Report all lines in the records that hold the string "impl".

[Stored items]
--- START ---
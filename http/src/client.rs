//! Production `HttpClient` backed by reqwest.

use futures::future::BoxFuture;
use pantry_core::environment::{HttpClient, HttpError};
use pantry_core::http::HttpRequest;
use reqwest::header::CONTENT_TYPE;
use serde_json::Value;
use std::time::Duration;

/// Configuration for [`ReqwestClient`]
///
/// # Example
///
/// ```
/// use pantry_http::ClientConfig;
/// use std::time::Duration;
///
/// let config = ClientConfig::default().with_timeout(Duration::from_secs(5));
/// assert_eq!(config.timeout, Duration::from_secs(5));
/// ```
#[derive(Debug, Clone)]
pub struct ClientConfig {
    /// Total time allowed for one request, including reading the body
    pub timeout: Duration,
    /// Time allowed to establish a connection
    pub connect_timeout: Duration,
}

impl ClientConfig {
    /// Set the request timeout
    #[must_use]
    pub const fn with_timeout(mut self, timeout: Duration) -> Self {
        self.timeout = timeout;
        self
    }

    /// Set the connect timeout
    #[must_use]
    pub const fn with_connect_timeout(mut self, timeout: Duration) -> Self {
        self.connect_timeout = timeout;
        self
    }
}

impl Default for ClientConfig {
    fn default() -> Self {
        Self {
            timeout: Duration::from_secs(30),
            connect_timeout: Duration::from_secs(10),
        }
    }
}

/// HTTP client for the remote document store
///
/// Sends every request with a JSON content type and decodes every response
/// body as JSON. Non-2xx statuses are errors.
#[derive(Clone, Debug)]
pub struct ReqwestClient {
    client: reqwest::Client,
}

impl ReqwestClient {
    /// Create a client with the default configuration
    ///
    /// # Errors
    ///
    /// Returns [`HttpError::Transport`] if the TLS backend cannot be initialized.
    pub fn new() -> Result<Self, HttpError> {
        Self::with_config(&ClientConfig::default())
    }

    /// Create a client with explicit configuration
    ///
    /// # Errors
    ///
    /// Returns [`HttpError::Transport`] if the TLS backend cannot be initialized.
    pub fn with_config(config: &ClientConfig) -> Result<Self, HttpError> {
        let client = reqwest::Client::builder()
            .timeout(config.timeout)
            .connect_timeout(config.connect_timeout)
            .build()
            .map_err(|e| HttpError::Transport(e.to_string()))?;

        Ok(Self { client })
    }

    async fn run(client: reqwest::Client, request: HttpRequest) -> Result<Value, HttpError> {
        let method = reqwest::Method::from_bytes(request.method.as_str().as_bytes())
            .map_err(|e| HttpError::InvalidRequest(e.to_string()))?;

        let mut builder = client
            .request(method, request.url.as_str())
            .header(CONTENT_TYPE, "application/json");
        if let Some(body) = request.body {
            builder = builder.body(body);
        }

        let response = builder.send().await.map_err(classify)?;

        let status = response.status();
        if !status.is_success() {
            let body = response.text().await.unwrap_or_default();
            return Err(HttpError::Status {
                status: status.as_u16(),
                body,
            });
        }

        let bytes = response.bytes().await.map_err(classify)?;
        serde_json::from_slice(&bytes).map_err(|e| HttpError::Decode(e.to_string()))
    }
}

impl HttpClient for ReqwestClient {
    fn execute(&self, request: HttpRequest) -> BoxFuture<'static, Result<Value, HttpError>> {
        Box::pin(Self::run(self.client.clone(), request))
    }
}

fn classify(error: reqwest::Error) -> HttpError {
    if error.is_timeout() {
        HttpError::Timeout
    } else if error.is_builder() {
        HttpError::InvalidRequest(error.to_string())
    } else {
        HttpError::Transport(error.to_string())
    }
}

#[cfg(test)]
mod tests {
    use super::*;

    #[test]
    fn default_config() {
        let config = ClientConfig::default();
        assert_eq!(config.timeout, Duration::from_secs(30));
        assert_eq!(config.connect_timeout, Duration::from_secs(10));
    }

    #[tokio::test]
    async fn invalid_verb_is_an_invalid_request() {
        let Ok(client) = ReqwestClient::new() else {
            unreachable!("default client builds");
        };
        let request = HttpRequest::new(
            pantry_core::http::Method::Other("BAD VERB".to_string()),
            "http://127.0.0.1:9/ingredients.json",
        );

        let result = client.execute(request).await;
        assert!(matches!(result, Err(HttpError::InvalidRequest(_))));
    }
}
--- END ---
--- START ---
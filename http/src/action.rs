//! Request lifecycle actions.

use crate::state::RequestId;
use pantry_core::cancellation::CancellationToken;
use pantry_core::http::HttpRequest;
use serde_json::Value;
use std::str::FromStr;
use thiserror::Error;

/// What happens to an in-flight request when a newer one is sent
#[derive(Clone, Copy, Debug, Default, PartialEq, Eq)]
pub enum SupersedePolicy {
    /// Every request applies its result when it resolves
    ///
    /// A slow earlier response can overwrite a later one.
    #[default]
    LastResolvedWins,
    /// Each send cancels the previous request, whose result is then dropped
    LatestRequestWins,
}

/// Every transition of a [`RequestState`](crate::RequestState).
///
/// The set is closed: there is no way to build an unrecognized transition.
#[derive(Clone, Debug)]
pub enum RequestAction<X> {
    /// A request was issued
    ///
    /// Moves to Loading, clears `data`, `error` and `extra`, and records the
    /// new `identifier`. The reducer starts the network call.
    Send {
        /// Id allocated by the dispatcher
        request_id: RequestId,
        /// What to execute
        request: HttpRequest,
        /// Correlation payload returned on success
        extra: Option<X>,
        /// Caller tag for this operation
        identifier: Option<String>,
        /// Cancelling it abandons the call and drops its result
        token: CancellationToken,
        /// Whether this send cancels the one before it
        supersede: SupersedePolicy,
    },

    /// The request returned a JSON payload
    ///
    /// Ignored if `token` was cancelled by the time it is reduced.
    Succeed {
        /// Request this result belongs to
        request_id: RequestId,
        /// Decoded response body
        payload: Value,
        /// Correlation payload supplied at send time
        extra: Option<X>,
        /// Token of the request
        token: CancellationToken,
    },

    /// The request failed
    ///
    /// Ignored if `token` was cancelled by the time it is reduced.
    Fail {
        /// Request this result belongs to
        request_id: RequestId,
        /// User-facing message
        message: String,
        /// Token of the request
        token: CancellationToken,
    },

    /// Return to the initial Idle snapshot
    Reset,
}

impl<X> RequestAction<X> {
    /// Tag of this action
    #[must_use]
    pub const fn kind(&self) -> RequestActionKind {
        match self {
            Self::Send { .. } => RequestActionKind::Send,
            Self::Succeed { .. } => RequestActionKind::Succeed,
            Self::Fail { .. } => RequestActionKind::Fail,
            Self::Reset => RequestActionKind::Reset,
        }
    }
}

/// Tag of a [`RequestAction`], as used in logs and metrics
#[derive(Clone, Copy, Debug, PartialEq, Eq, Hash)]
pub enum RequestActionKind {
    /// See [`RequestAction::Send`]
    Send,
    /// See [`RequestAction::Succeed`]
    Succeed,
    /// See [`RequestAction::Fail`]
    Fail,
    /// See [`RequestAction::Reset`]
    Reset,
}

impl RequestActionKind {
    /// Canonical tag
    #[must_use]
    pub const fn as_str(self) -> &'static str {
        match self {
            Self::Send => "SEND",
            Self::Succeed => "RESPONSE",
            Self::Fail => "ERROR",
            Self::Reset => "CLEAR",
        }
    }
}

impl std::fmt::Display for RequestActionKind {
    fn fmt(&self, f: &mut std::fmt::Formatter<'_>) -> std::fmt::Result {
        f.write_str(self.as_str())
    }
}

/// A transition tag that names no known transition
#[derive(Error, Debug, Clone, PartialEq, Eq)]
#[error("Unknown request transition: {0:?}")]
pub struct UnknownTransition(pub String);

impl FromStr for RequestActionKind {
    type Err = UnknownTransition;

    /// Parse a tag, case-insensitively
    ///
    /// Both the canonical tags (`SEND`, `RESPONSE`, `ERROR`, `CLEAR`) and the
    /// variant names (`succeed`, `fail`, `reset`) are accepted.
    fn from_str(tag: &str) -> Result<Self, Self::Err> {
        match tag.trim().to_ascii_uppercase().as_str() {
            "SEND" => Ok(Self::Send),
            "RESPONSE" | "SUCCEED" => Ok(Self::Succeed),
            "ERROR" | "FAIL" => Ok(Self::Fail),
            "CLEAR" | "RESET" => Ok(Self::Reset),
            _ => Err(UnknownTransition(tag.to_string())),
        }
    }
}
--- END ---
--- START ---
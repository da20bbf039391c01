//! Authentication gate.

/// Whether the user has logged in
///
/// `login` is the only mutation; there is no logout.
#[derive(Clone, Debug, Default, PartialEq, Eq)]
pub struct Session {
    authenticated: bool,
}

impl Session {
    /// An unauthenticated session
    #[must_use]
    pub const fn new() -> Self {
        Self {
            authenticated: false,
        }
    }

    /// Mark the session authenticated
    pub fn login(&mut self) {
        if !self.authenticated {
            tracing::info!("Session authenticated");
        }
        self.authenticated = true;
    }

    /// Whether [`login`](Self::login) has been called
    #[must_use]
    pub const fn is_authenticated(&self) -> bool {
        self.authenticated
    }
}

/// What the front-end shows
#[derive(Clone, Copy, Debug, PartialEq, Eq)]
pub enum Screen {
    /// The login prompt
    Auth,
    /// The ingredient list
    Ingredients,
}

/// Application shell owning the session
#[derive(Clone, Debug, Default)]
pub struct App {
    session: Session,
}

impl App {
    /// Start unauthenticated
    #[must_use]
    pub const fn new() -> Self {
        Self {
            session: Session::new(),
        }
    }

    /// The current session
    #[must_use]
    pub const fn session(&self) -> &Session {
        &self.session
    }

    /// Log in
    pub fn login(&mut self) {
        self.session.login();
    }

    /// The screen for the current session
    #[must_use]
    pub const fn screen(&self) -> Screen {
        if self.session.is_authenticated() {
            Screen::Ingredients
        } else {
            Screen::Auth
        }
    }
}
--- END ---
[THE ANSWER]
impl ClientConfig {
impl Default for ClientConfig {
impl ReqwestClient {
impl HttpClient for ReqwestClient {
impl<X> RequestAction<X> {
impl RequestActionKind {
impl std::fmt::Display for RequestActionKind {
impl FromStr for RequestActionKind {
impl Session {
impl App {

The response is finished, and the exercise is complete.